From the material below, copy each line that holds the word "inclusion".

| Records shown |
━━━━━━━━━━━━━━━━
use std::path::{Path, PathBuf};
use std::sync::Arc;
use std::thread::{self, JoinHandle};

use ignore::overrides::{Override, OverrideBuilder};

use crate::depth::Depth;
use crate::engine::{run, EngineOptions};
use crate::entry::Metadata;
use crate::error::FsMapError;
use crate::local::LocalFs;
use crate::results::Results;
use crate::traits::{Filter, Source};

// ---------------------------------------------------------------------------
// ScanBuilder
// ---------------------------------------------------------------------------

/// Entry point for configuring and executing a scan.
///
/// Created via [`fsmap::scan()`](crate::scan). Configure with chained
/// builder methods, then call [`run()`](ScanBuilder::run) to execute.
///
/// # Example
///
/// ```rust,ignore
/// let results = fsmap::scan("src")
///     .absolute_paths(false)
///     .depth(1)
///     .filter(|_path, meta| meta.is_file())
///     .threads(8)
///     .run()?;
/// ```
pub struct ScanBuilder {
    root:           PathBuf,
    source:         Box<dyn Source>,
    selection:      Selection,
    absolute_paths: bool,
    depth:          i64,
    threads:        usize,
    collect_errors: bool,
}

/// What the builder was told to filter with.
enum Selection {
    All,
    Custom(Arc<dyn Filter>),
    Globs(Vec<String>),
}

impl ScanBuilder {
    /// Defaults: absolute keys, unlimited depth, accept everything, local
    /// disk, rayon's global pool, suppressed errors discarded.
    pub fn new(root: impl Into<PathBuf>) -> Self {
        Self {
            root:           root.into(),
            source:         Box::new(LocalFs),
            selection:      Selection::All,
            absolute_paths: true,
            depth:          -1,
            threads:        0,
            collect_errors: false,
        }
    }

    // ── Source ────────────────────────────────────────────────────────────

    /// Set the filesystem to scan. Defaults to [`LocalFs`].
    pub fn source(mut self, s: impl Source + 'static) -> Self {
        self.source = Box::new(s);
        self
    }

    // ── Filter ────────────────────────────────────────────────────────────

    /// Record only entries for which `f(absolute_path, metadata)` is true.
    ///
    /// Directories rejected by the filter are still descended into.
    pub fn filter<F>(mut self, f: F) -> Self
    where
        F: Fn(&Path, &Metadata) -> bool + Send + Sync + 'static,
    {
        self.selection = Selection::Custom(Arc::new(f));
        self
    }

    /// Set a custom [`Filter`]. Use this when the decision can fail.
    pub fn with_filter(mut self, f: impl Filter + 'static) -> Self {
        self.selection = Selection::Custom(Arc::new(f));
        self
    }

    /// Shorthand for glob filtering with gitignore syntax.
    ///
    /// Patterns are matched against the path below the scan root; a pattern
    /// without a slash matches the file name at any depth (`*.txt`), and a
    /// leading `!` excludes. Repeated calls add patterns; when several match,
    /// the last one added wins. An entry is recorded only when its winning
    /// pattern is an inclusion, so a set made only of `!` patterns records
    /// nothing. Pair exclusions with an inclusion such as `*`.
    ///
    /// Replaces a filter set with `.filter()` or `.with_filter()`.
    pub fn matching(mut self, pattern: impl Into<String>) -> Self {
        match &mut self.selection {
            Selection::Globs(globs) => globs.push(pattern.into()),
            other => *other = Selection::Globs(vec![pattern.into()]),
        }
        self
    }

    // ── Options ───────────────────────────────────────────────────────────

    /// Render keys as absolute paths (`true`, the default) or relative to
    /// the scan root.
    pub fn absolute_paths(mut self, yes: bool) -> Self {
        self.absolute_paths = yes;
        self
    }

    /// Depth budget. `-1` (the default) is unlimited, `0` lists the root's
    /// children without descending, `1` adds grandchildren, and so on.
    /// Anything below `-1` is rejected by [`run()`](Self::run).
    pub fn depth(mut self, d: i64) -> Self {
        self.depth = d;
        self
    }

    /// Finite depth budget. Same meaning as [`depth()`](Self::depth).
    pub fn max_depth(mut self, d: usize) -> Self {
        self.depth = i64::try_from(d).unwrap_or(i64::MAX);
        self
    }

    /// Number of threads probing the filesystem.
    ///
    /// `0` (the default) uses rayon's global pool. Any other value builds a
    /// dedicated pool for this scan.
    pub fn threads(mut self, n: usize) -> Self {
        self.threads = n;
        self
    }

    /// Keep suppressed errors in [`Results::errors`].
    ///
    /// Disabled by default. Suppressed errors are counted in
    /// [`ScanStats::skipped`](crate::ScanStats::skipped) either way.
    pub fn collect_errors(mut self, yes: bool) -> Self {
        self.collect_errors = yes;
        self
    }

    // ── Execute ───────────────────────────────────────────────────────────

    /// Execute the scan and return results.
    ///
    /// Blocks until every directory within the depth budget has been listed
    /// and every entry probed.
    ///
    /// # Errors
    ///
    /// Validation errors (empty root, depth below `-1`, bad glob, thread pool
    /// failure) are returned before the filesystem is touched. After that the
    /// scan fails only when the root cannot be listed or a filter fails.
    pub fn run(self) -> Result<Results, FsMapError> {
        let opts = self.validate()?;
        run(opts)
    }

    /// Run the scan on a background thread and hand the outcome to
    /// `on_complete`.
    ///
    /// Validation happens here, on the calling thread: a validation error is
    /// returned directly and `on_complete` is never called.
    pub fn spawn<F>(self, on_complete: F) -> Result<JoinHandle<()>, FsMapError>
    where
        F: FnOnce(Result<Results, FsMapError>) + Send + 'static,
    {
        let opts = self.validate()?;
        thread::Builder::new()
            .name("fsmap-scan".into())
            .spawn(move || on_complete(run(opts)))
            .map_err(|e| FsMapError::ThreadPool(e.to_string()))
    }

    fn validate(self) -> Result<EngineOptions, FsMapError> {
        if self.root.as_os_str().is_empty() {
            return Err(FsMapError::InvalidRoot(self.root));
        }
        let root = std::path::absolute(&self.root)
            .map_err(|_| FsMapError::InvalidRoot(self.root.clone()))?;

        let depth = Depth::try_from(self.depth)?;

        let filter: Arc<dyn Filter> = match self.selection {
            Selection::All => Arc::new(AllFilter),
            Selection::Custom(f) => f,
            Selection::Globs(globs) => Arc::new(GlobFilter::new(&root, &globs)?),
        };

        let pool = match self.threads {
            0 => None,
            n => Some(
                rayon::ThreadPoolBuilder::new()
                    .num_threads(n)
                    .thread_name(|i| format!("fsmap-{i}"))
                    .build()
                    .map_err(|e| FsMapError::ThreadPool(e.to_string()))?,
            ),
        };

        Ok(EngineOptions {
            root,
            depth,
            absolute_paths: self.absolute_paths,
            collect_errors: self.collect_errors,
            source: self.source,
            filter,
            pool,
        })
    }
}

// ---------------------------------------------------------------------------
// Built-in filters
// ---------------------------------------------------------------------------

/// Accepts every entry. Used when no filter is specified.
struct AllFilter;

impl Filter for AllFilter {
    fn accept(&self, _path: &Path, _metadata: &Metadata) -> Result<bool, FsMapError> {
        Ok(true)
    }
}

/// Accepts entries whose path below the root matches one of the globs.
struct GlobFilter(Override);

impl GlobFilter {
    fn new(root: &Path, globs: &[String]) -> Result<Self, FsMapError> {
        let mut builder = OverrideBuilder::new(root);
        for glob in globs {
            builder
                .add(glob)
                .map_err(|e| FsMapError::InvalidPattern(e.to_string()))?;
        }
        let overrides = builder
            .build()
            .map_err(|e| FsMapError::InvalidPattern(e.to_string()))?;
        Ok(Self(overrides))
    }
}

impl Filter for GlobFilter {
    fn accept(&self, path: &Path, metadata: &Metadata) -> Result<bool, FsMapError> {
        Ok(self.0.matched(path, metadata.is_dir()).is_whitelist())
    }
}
━━━━━━━━━━━━━━━━
| Answer to this exercise |
    /// pattern is an inclusion, so a set made only of `!` patterns records
    /// nothing. Pair exclusions with an inclusion such as `*`.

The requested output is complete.